Membro correspondente da ANM eleito em 3/10/1940 - da AAL e do Clube de
Poesia de São Paulo. Obras: A Senha, 1933 (poesia); Lâmpada Sobre o Alqueire,
São Paulo: Livraria Martins Editora, 1946 (poesia); Odes, 1951 (poesia);
Albergue do Vento, São Paulo: João Bentivegna, 1952 (poesia); Inútil Acordar,
Poemas 1949-1950, São Paulo: Liv. Martins Editora 1953, (poesia); Lunário do
Café, ilustrações de Di Cavalcanti, São Paulo: Edições Leia, Oficinas Gráficas
de João Bentivegna, 1954 (poemas, apresentados em cinco ciclos, alguns com
títulos e outros sem; por exemplo, encontra-se o poema Lundum, na pg. 12 do 3o. Ciclo e Modinha do Café, na pg. 19
do 4o. cíclo); Extralunário, Poemas
Incompletos, com estudo crítico de Cassiano Ricardo, São Paulo: Livraria
Martins Editora, 1958 (poesia,);
Subúrbio Branco, São Paulo: Clube da Poesia, 1959 (poesia); A Corrente, São Paulo: ?1961 (poesia); Soma,
São Paulo: Edt. Martinez, 1963 (poesia); Algo, Something, Quelque Chose, São
Paulo: Edições Invenção, 1971(poesia); Tatuagens: Poemas, São Paulo: Edições
Invenções, 1976, (poesia); Desbragada, org. de Regis Bonvicino, São Paulo:
Editora Max Limonad, 1984. Escreveu, ainda, obras médicas: Homem Errado; Sexto
Sentido da Medicina; Caminhos da Cirurgia e colaborou, com artigos, em
publicações especializadas, tais como: Mensário de Higiene, Revista da Cruz
Azul, Boletim de Eugênia e Infância. Com
Contemplação e Poema, participou de Notas Sobre a Poesia Moderna em Alagoas.
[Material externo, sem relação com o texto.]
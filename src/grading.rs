//! Automatic scoring of assignment attempts.
//!
//! Objective questions are scored on submit. Essays and coding answers score
//! nothing here and are flagged for a manager to grade by hand.

use serde::{Deserialize, Serialize};
use serde_json::Value;
use std::{collections::HashMap, fmt, str::FromStr};
use uuid::Uuid;

#[derive(Debug, Clone, Copy, PartialEq, Eq, Serialize, Deserialize)]
#[serde(rename_all = "snake_case")]
pub enum QuestionKind {
    MultipleChoice,
    TrueFalse,
    ShortAnswer,
    Essay,
    Coding,
}

impl QuestionKind {
    pub fn as_str(self) -> &'static str {
        match self {
            QuestionKind::MultipleChoice => "multiple_choice",
            QuestionKind::TrueFalse => "true_false",
            QuestionKind::ShortAnswer => "short_answer",
            QuestionKind::Essay => "essay",
            QuestionKind::Coding => "coding",
        }
    }

    pub fn needs_manual_review(self) -> bool {
        matches!(self, QuestionKind::Essay | QuestionKind::Coding)
    }
}

impl fmt::Display for QuestionKind {
    fn fmt(&self, f: &mut fmt::Formatter<'_>) -> fmt::Result {
        f.write_str(self.as_str())
    }
}

impl FromStr for QuestionKind {
    type Err = anyhow::Error;

    fn from_str(s: &str) -> Result<Self, Self::Err> {
        Ok(match s {
            "multiple_choice" => QuestionKind::MultipleChoice,
            "true_false" => QuestionKind::TrueFalse,
            "short_answer" => QuestionKind::ShortAnswer,
            "essay" => QuestionKind::Essay,
            "coding" => QuestionKind::Coding,
            other => anyhow::bail!("unknown question kind `{other}`"),
        })
    }
}

#[derive(Debug, Clone)]
pub struct GradableQuestion {
    pub id: Uuid,
    pub kind: QuestionKind,
    pub correct_answer: Option<Value>,
    pub points: i32,
}

#[derive(Debug, Clone, PartialEq, Serialize, Deserialize)]
pub struct GradedAnswer {
    pub answer: Option<Value>,
    pub points_awarded: i32,
    pub max_points: i32,
    pub is_correct: bool,
    pub needs_review: bool,
}

#[derive(Debug, Clone, PartialEq, Serialize)]
pub struct GradeReport {
    pub score: i32,
    pub max_score: i32,
    pub percentage: f64,
    pub is_passing: bool,
    pub graded_answers: HashMap<Uuid, GradedAnswer>,
}

fn is_blank(answer: &Value) -> bool {
    match answer {
        Value::Null => true,
        Value::String(s) => s.trim().is_empty(),
        Value::Array(items) => items.is_empty(),
        _ => false,
    }
}

fn as_bool(value: &Value) -> Option<bool> {
    match value {
        Value::Bool(b) => Some(*b),
        Value::String(s) => match s.trim().to_ascii_lowercase().as_str() {
            "true" => Some(true),
            "false" => Some(false),
            _ => None,
        },
        _ => None,
    }
}

fn normalize(s: &str) -> String {
    s.trim().to_lowercase()
}

fn is_correct(kind: QuestionKind, answer: &Value, correct: &Value) -> bool {
    match kind {
        QuestionKind::MultipleChoice => answer == correct,
        QuestionKind::TrueFalse => match (as_bool(answer), as_bool(correct)) {
            (Some(a), Some(c)) => a == c,
            _ => false,
        },
        QuestionKind::ShortAnswer => {
            let Some(given) = answer.as_str().map(normalize) else {
                return false;
            };
            match correct {
                Value::String(accepted) => normalize(accepted) == given,
                Value::Array(accepted) => accepted
                    .iter()
                    .filter_map(Value::as_str)
                    .any(|a| normalize(a) == given),
                _ => false,
            }
        }
        QuestionKind::Essay | QuestionKind::Coding => false,
    }
}

pub fn round2(x: f64) -> f64 {
    (x * 100.0).round() / 100.0
}

pub fn grade(
    questions: &[GradableQuestion],
    answers: &HashMap<Uuid, Value>,
    passing_score: i32,
) -> GradeReport {
    let mut graded_answers = HashMap::with_capacity(questions.len());
    let mut score = 0;
    let mut max_score = 0;

    for question in questions {
        max_score += question.points;
        let answer = answers.get(&question.id).filter(|a| !is_blank(a)).cloned();

        let correct = match (&answer, &question.correct_answer) {
            (Some(answer), Some(correct)) => is_correct(question.kind, answer, correct),
            _ => false,
        };
        let points_awarded = if correct { question.points } else { 0 };
        score += points_awarded;

        graded_answers.insert(
            question.id,
            GradedAnswer {
                needs_review: answer.is_some() && question.kind.needs_manual_review(),
                answer,
                points_awarded,
                max_points: question.points,
                is_correct: correct,
            },
        );
    }

    let percentage = if max_score > 0 {
        round2(f64::from(score) / f64::from(max_score) * 100.0)
    } else {
        0.0
    };

    GradeReport {
        score,
        max_score,
        percentage,
        is_passing: percentage >= f64::from(passing_score),
        graded_answers,
    }
}

#[cfg(test)]
mod tests {
    use super::*;
    use serde_json::json;

    fn question(kind: QuestionKind, correct: Value, points: i32) -> GradableQuestion {
        GradableQuestion {
            id: Uuid::new_v4(),
            kind,
            correct_answer: Some(correct),
            points,
        }
    }

    #[test]
    fn scores_objective_questions() {
        let mc = question(QuestionKind::MultipleChoice, json!("B"), 2);
        let tf = question(QuestionKind::TrueFalse, json!(true), 1);
        let short = question(QuestionKind::ShortAnswer, json!(["Rust", "rustlang"]), 3);
        let answers = HashMap::from([
            (mc.id, json!("B")),
            (tf.id, json!("true")),
            (short.id, json!("  RUSTLANG ")),
        ]);

        let report = grade(&[mc.clone(), tf, short], &answers, 60);
        assert_eq!(report.score, 6);
        assert_eq!(report.max_score, 6);
        assert_eq!(report.percentage, 100.0);
        assert!(report.is_passing);
        assert!(report.graded_answers[&mc.id].is_correct);
    }

    #[test]
    fn missing_and_blank_answers_score_zero() {
        let a = question(QuestionKind::MultipleChoice, json!("A"), 1);
        let b = question(QuestionKind::ShortAnswer, json!("tokio"), 1);
        let c = question(QuestionKind::TrueFalse, json!(false), 1);
        let answers = HashMap::from([(a.id, json!("A")), (b.id, json!("   "))]);

        let report = grade(&[a, b.clone(), c], &answers, 50);
        assert_eq!(report.score, 1);
        assert_eq!(report.percentage, 33.33);
        assert!(!report.is_passing);
        assert_eq!(report.graded_answers[&b.id].answer, None);
    }

    #[test]
    fn essays_wait_for_review() {
        let essay = GradableQuestion {
            id: Uuid::new_v4(),
            kind: QuestionKind::Essay,
            correct_answer: None,
            points: 10,
        };
        let mc = question(QuestionKind::MultipleChoice, json!(2), 10);
        let answers = HashMap::from([(essay.id, json!("Ownership means...")), (mc.id, json!(2))]);

        let report = grade(&[essay.clone(), mc], &answers, 50);
        assert_eq!(report.score, 10);
        assert_eq!(report.percentage, 50.0);
        assert!(report.is_passing);
        let graded = &report.graded_answers[&essay.id];
        assert!(graded.needs_review);
        assert_eq!(graded.points_awarded, 0);
    }

    #[test]
    fn empty_assignment_is_zero_percent() {
        let report = grade(&[], &HashMap::new(), 0);
        assert_eq!(report.max_score, 0);
        assert_eq!(report.percentage, 0.0);
        assert!(report.is_passing);
    }

    #[test]
    fn kinds_parse() {
        assert_eq!(
            "short_answer".parse::<QuestionKind>().unwrap(),
            QuestionKind::ShortAnswer
        );
        assert!("matching".parse::<QuestionKind>().is_err());
    }
}
use crate::schema::*;
use diesel::prelude::*;
use diesel_async::{AsyncPgConnection, RunQueryDsl};
use serde::{Deserialize, Serialize};
use uuid::Uuid;

#[derive(Debug, Clone, Copy, PartialEq, Eq, Serialize, Deserialize)]
#[serde(rename_all = "lowercase")]
pub enum NotificationKind {
    Announcement,
    Event,
    Assignment,
    Comment,
    Like,
    System,
}

impl NotificationKind {
    pub fn as_str(self) -> &'static str {
        match self {
            NotificationKind::Announcement => "announcement",
            NotificationKind::Event => "event",
            NotificationKind::Assignment => "assignment",
            NotificationKind::Comment => "comment",
            NotificationKind::Like => "like",
            NotificationKind::System => "system",
        }
    }
}

#[derive(Insertable)]
#[diesel(table_name = notifications)]
struct NewNotification<'a> {
    user_id: Uuid,
    title: &'a str,
    message: &'a str,
    kind: &'a str,
    related_id: Option<Uuid>,
}

/// Notifications are a side effect; a failure here is logged, never returned.
pub async fn notify_user(
    conn: &mut AsyncPgConnection,
    user_id: Uuid,
    kind: NotificationKind,
    title: &str,
    message: &str,
    related_id: Option<Uuid>,
) {
    let result = diesel::insert_into(notifications::table)
        .values(NewNotification {
            user_id,
            title,
            message,
            kind: kind.as_str(),
            related_id,
        })
        .execute(conn)
        .await;

    if let Err(e) = result {
        tracing::warn!(%user_id, error = %e, "failed to create notification");
    }
}

/// Notifies every member of `club_id` except `skip` (usually the actor).
pub async fn notify_club(
    conn: &mut AsyncPgConnection,
    club_id: Uuid,
    skip: Uuid,
    kind: NotificationKind,
    title: &str,
    message: &str,
    related_id: Option<Uuid>,
) {
    let members = users::table
        .filter(users::club_id.eq(club_id))
        .filter(users::id.ne(skip))
        .select(users::id)
        .load::<Uuid>(conn)
        .await;

    let members = match members {
        Ok(members) => members,
        Err(e) => {
            tracing::warn!(%club_id, error = %e, "failed to load club members for notification");
            return;
        }
    };
    if members.is_empty() {
        return;
    }

    let rows: Vec<_> = members
        .iter()
        .map(|user_id| NewNotification {
            user_id: *user_id,
            title,
            message,
            kind: kind.as_str(),
            related_id,
        })
        .collect();

    match diesel::insert_into(notifications::table)
        .values(&rows)
        .execute(conn)
        .await
    {
        Ok(count) => tracing::debug!(%club_id, count, kind = kind.as_str(), "notified club"),
        Err(e) => tracing::warn!(%club_id, error = %e, "failed to notify club"),
    }
}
Antologia, de Carlos Moliterno, p. 195-196; A Cultura e o Idealismo do Médico
na Sociedade Moderna. Discursos Pronunciados pelos Doutores Edgard Braga e
Cláudio Goulart de Andrade, Academia Nacional de Medicina, São Paulo: Elvino Pocai,
1942. Fonte: ABC das Alagoas. Conviveu com participantes da Semana de Arte Moderna, de 1922, da qual não participou, efetivamente, por conta dos seus compromissos com o curso de medicina.